On the final stop of a trip to promote his initiatives to rural America, President Barack Obama stopped in Quincy, Illinois. A mostly supportive crowd of close to three thousand people greeted the President at a time when lawmakers are debating sweeping changes in financial regulation. Quincy dealt with a difficult economic downturn in the 1970s and 1980s, but it has suffered less from the current recession than other parts of the country.
Quincy is accustomed to highs and lows. Situated along the banks of the Mississippi River, flooding brought disaster to the town most recently in 2008. But floods of woes connected to the current economic downtown are harder to find in Quincy.
Which is why President Obama may have chosen Quincy for his "White House to Main Street Campaign," according to Amy Looten, Executive Director of the Quincy Chamber of Commerce. "If he's looking for a community to show the rest of the country that things are turning around, and small communities like ours have survived the recession, I think he's found it here in Quincy," said Looten.
She says the hallmarks of the recession, like plummeting real estate values and widespread layoffs, have largely avoided Quincy.
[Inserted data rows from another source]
//! Synchronous transformations of a settled outcome.
//!
//! [`map`], [`map_rej`], [`bimap`], [`fold`] and [`swap`] all apply a plain
//! function to the parent's rejection or value. Crashes pass through
//! untouched; a panic in the function is a crash naming the
//! transformation.

use super::chain::start_parent;
use crate::cx::Cx;
use crate::future::{Computation, Continuation, Interpret};
use crate::types::{catch, Cancel, CancelSlot};
use std::fmt;
use std::rc::Rc;

struct Transform<T: 'static, E: 'static, F> {
    parent: Computation<T, E>,
    phase: &'static str,
    label: &'static str,
    f: Rc<F>,
}

impl<T: 'static, E: 'static, F> Drop for Transform<T, E, F> {
    fn drop(&mut self) {
        self.parent.take().release();
    }
}

impl<T, E, U, G, F> Interpret<U, G> for Transform<T, E, F>
where
    T: 'static,
    E: 'static,
    U: 'static,
    G: 'static,
    F: Fn(Result<T, E>) -> Result<U, G> + 'static,
{
    fn interpret(&self, cx: &Cx, k: Continuation<U, G>) -> Cancel {
        let slot = Rc::new(CancelSlot::new());
        let apply: Rc<dyn Fn(Result<T, E>)> = {
            let f = Rc::clone(&self.f);
            let parent = self.parent.clone();
            let (phase, label) = (self.phase, self.label);
            let slot = Rc::clone(&slot);
            let cx = cx.clone();
            let k = k.clone();
            Rc::new(move |result: Result<T, E>| {
                let f = Rc::clone(&f);
                let parent = parent.clone();
                let slot = Rc::clone(&slot);
                let k = k.clone();
                slot.clear();
                cx.bounce(move || {
                    if slot.is_cancelled() {
                        return;
                    }
                    match catch(|| f(result)) {
                        Ok(Ok(value)) => k.resolve(value),
                        Ok(Err(reason)) => k.reject(reason),
                        Err(crash) => {
                            k.crash(crash.context_in(phase, format!("{parent}.{label}")));
                        }
                    }
                });
            })
        };
        let on_reject = Rc::clone(&apply);
        let parent_k = Continuation::new(
            move |crash| k.crash(crash),
            move |reason| on_reject(Err(reason)),
            move |value| apply(Ok(value)),
        );
        start_parent(cx, &slot, &self.parent, parent_k);
        CancelSlot::handle(&slot)
    }

    fn describe(&self, f: &mut fmt::Formatter<'_>) -> fmt::Result {
        write!(f, "{}.{}", self.parent, self.label)
    }
}

fn transform<T, E, U, G>(
    parent: Computation<T, E>,
    phase: &'static str,
    label: &'static str,
    f: impl Fn(Result<T, E>) -> Result<U, G> + 'static,
) -> Computation<U, G>
where
    T: 'static,
    E: 'static,
    U: 'static,
    G: 'static,
{
    Computation::from_interpret(Transform {
        parent,
        phase,
        label,
        f: Rc::new(f),
    })
}

/// Applies `f` to the value of `m`.
pub fn map<T, U, E>(m: Computation<T, E>, f: impl Fn(T) -> U + 'static) -> Computation<U, E>
where
    T: 'static,
    U: 'static,
    E: 'static,
{
    transform(m, "Future.map was calling its function", "map(..)", move |r| {
        r.map(&f)
    })
}

/// Applies `f` to the rejection of `m`.
pub fn map_rej<T, E, G>(m: Computation<T, E>, f: impl Fn(E) -> G + 'static) -> Computation<T, G>
where
    T: 'static,
    E: 'static,
    G: 'static,
{
    transform(
        m,
        "Future.mapRej was calling its function",
        "mapRej(..)",
        move |r| r.map_err(&f),
    )
}

/// Applies `on_reject` to a rejection or `on_resolve` to a value.
pub fn bimap<T, E, U, G>(
    m: Computation<T, E>,
    on_reject: impl Fn(E) -> G + 'static,
    on_resolve: impl Fn(T) -> U + 'static,
) -> Computation<U, G>
where
    T: 'static,
    E: 'static,
    U: 'static,
    G: 'static,
{
    transform(
        m,
        "Future.bimap was calling one of its functions",
        "bimap(..)",
        move |r| r.map(&on_resolve).map_err(&on_reject),
    )
}

/// Folds both channels into a value; the result never rejects.
///
/// ```
/// use trifuture::combinator::fold;
/// use trifuture::future::reject;
/// use trifuture::lab::LabRuntime;
/// use trifuture::types::Outcome;
///
/// let m = fold::<u8, &str, String, ()>(reject("io"), |e| format!("failed: {e}"), |x| x.to_string());
/// assert_eq!(
///     LabRuntime::default().block_on(&m),
///     Some(Outcome::Resolve("failed: io".to_string()))
/// );
/// ```
pub fn fold<T, E, U, G>(
    m: Computation<T, E>,
    on_reject: impl Fn(E) -> U + 'static,
    on_resolve: impl Fn(T) -> U + 'static,
) -> Computation<U, G>
where
    T: 'static,
    E: 'static,
    U: 'static,
    G: 'static,
{
    transform(
        m,
        "Future.coalesce was calling one of its functions",
        "coalesce(..)",
        move |r| {
            Ok(match r {
                Ok(value) => on_resolve(value),
                Err(reason) => on_reject(reason),
            })
        },
    )
}

/// Exchanges the reject and resolve channels.
///
/// Leaves with a known outcome are relabelled without interpretation.
pub fn swap<T, E>(m: Computation<T, E>) -> Computation<E, T>
where
    T: 'static,
    E: 'static,
{
    if let Some(swapped) = m.static_swap() {
        return swapped;
    }
    transform(m, "Future.swap was relabelling", "swap()", |r| match r {
        Ok(value) => Err(value),
        Err(reason) => Ok(reason),
    })
}

impl<T: 'static, E: 'static> Computation<T, E> {
    /// Method form of [`map`].
    pub fn map<U: 'static>(&self, f: impl Fn(T) -> U + 'static) -> Computation<U, E> {
        map(self.clone(), f)
    }

    /// Method form of [`map_rej`].
    pub fn map_rej<G: 'static>(&self, f: impl Fn(E) -> G + 'static) -> Computation<T, G> {
        map_rej(self.clone(), f)
    }

    /// Method form of [`bimap`].
    pub fn bimap<U: 'static, G: 'static>(
        &self,
        on_reject: impl Fn(E) -> G + 'static,
        on_resolve: impl Fn(T) -> U + 'static,
    ) -> Computation<U, G> {
        bimap(self.clone(), on_reject, on_resolve)
    }

    /// Method form of [`fold`].
    pub fn fold<U: 'static, G: 'static>(
        &self,
        on_reject: impl Fn(E) -> U + 'static,
        on_resolve: impl Fn(T) -> U + 'static,
    ) -> Computation<U, G> {
        fold(self.clone(), on_reject, on_resolve)
    }

    /// Method form of [`swap`].
    #[must_use]
    pub fn swap(&self) -> Computation<E, T> {
        swap(self.clone())
    }
}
She goes on to say that "The biggest layoff we had in manufacturing was probably 50 people."
But Quincy is no stranger to hardship. Several thousand jobs were lost when electronics manufacturer Motorola moved away in 1976. The town has seen a steady decline in manufacturing ever since.
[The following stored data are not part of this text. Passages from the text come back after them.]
//! Pairing two computations run side by side.
//!
//! Both children are interpreted in the same session, left first. The pair
//! resolves once both values are in. The first rejection or crash cancels
//! the other child and is the only outcome delivered; crashes are forwarded
//! unchanged. If the left child fails synchronously the right one is never
//! started.

use crate::cx::Cx;
use crate::future::{Computation, Continuation, Interpret};
use crate::tracing_compat::debug;
use crate::types::{Cancel, CancelKind, CancelSet};
use std::cell::{Cell, RefCell};
use std::fmt;
use std::rc::Rc;

const LEFT: usize = 0;
const RIGHT: usize = 1;

struct Both<A: 'static, B: 'static, E: 'static> {
    left: Computation<A, E>,
    right: Computation<B, E>,
}

impl<A: 'static, B: 'static, E: 'static> Drop for Both<A, B, E> {
    fn drop(&mut self) {
        self.left.take().release();
        self.right.take().release();
    }
}

struct BothSession<A, B, E> {
    k: Continuation<(A, B), E>,
    left: RefCell<Option<A>>,
    right: RefCell<Option<B>>,
    live: Rc<CancelSet>,
    settled: Cell<bool>,
}

impl<A: 'static, B: 'static, E: 'static> BothSession<A, B, E> {
    fn continuation<T: 'static>(
        self: &Rc<Self>,
        index: usize,
        store: impl Fn(&Self, T) + 'static,
    ) -> Continuation<T, E> {
        let on_crash = Rc::clone(self);
        let on_reject = Rc::clone(self);
        let on_resolve = Rc::clone(self);
        Continuation::new(
            move |crash| on_crash.fail(index, |k| k.crash(crash)),
            move |reason| on_reject.fail(index, |k| k.reject(reason)),
            move |value| {
                if on_resolve.settled.get() {
                    return;
                }
                on_resolve.live.remove(index);
                store(on_resolve.as_ref(), value);
                on_resolve.try_complete();
            },
        )
    }

    fn try_complete(&self) {
        if self.left.borrow().is_none() || self.right.borrow().is_none() {
            return;
        }
        let pair = self.left.take().zip(self.right.take());
        if let Some(pair) = pair {
            self.settled.set(true);
            self.k.resolve(pair);
        }
    }

    fn fail(&self, index: usize, deliver: impl FnOnce(&Continuation<(A, B), E>)) {
        if self.settled.replace(true) {
            return;
        }
        self.live.remove(index);
        debug!(index, "Future.both failing fast");
        self.live.cancel_all(CancelKind::FailFast);
        deliver(&self.k);
    }

    fn cancel(&self) {
        if self.settled.replace(true) {
            return;
        }
        self.live.cancel_all(CancelKind::ParentCancelled);
    }
}

impl<A: 'static, B: 'static, E: 'static> Interpret<(A, B), E> for Both<A, B, E> {
    fn interpret(&self, cx: &Cx, k: Continuation<(A, B), E>) -> Cancel {
        let session = Rc::new(BothSession {
            k,
            left: RefCell::new(None),
            right: RefCell::new(None),
            live: Rc::new(CancelSet::with_capacity(2)),
            settled: Cell::new(false),
        });

        let left_k = session.continuation(LEFT, |s: &BothSession<A, B, E>, value| {
            *s.left.borrow_mut() = Some(value);
        });
        let handle = self.left.interpret(cx, left_k);
        if session.settled.get() {
            return Cancel::noop();
        }
        if session.left.borrow().is_none() {
            session.live.insert(LEFT, handle);
        }

        let right_k = session.continuation(RIGHT, |s: &BothSession<A, B, E>, value| {
            *s.right.borrow_mut() = Some(value);
        });
        let handle = self.right.interpret(cx, right_k);
        if !session.settled.get() && session.right.borrow().is_none() {
            session.live.insert(RIGHT, handle);
        }
        Cancel::new(move || session.cancel())
    }

    fn describe(&self, f: &mut fmt::Formatter<'_>) -> fmt::Result {
        write!(f, "Future.both({}, {})", self.left, self.right)
    }
}

/// Runs `left` and `right` side by side and resolves with both values.
///
/// ```
/// use trifuture::combinator::both;
/// use trifuture::future::after;
/// use trifuture::lab::LabRuntime;
/// use trifuture::types::{Delay, Outcome};
///
/// let pair = both(
///     after::<_, ()>(Delay::from_millis(20), 'a'),
///     after(Delay::from_millis(30), 1),
/// );
/// let lab = LabRuntime::default();
/// assert_eq!(lab.block_on(&pair), Some(Outcome::Resolve(('a', 1))));
/// assert_eq!(lab.now().as_millis(), 30);
/// ```
pub fn both<A, B, E>(left: Computation<A, E>, right: Computation<B, E>) -> Computation<(A, B), E>
where
    A: 'static,
    B: 'static,
    E: 'static,
{
    Computation::from_interpret(Both { left, right })
}

impl<T: 'static, E: 'static> Computation<T, E> {
    /// Method form of [`both`].
    #[must_use]
    pub fn both<B: 'static>(&self, other: &Computation<B, E>) -> Computation<(T, B), E> {
        both(self.clone(), other.clone())
    }
}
While Quincy's current unemployment rate is slightly lower than state and national averages, a growing concern is financial regulation.
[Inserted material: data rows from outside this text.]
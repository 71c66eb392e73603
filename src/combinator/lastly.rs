//! Running a cleanup computation after another settles.
//!
//! `lastly(m, cleanup)` interprets `cleanup` once `m` resolves or rejects,
//! then delivers `m`'s outcome. A rejection or crash of `cleanup` replaces
//! that outcome. A crash of `m` is forwarded at once without running
//! `cleanup`.
//!
//! Unlike [`hook`](super::hook()), cancelling before `m` settles skips the
//! cleanup entirely.

use super::chain::{start_next, start_parent};
use crate::cx::Cx;
use crate::future::{Computation, Continuation, Interpret};
use crate::types::{Cancel, CancelSlot};
use std::cell::RefCell;
use std::fmt;
use std::rc::Rc;

struct Lastly<T: 'static, U: 'static, E: 'static> {
    m: Computation<T, E>,
    cleanup: Computation<U, E>,
}

impl<T: 'static, U: 'static, E: 'static> Drop for Lastly<T, U, E> {
    fn drop(&mut self) {
        self.m.take().release();
        self.cleanup.take().release();
    }
}

impl<T, U, E> Interpret<T, E> for Lastly<T, U, E>
where
    T: 'static,
    U: 'static,
    E: 'static,
{
    fn interpret(&self, cx: &Cx, k: Continuation<T, E>) -> Cancel {
        let slot = Rc::new(CancelSlot::new());
        let pending: Rc<RefCell<Option<Result<T, E>>>> = Rc::new(RefCell::new(None));

        let cleanup_k = {
            let pending = Rc::clone(&pending);
            let deliver = k.clone();
            k.on_resolve(move |_: U| match pending.borrow_mut().take() {
                Some(Ok(value)) => deliver.resolve(value),
                Some(Err(reason)) => deliver.reject(reason),
                None => {}
            })
        };
        let run_cleanup: Rc<dyn Fn(Result<T, E>)> = {
            let cleanup = self.cleanup.clone();
            let slot = Rc::clone(&slot);
            let cx = cx.clone();
            Rc::new(move |result: Result<T, E>| {
                *pending.borrow_mut() = Some(result);
                let cleanup = cleanup.clone();
                start_next(&cx, &slot, cleanup_k.clone(), move || cleanup, |crash| crash);
            })
        };

        let on_reject = Rc::clone(&run_cleanup);
        let parent_k = k.on_reject(move |reason: E| on_reject(Err(reason)));
        let parent_k = parent_k.on_resolve(move |value: T| run_cleanup(Ok(value)));
        start_parent(cx, &slot, &self.m, parent_k);
        CancelSlot::handle(&slot)
    }

    fn describe(&self, f: &mut fmt::Formatter<'_>) -> fmt::Result {
        write!(f, "{}.lastly({})", self.m, self.cleanup)
    }
}

/// Runs `cleanup` after `m` resolves or rejects.
///
/// ```
/// use trifuture::combinator::lastly;
/// use trifuture::future::{after, reject};
/// use trifuture::lab::LabRuntime;
/// use trifuture::types::{Delay, Outcome};
///
/// let m = lastly(reject::<u8, &str>("failed"), after(Delay::from_millis(5), ()));
/// let lab = LabRuntime::default();
/// assert_eq!(lab.block_on(&m), Some(Outcome::Reject("failed")));
/// assert_eq!(lab.now().as_millis(), 5);
/// ```
pub fn lastly<T, U, E>(m: Computation<T, E>, cleanup: Computation<U, E>) -> Computation<T, E>
where
    T: 'static,
    U: 'static,
    E: 'static,
{
    Computation::from_interpret(Lastly { m, cleanup })
}

impl<T: 'static, E: 'static> Computation<T, E> {
    /// Method form of [`lastly`].
    #[must_use]
    pub fn lastly<U: 'static>(&self, cleanup: &Computation<U, E>) -> Self {
        lastly(self.clone(), cleanup.clone())
    }
}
Many residents are concerned about their savings and how to protect them. Quincy resident Rena Quigle reflects that concern, "My retirement was affected on Wall Street with everything that has happened, and I lost a lot of money through that, so I believe something needs to be done."
An Obama supporter who works in nearby Iowa, Quigle wants to see bipartisan support for financial regulation saying "I think that both sides of the isle need to come together, but if the Democrats have to put it together, then I am all for it. I'm 100 percent behind it."
Even those opposed to many of President Obama's initiatives agree that reform is needed. Tea Party member and local business owner Bruce Bruening is one, saying "A lot of companies, their retirement plans aren't what they were before then, and we're kind of dissatisfied with the ways things are being run on Wall Street and just need change."
That change - on Wall Street - is a top priority for President Obama and Democratic lawmakers as they seek to secure the largest financial regulation package since the Great Depression.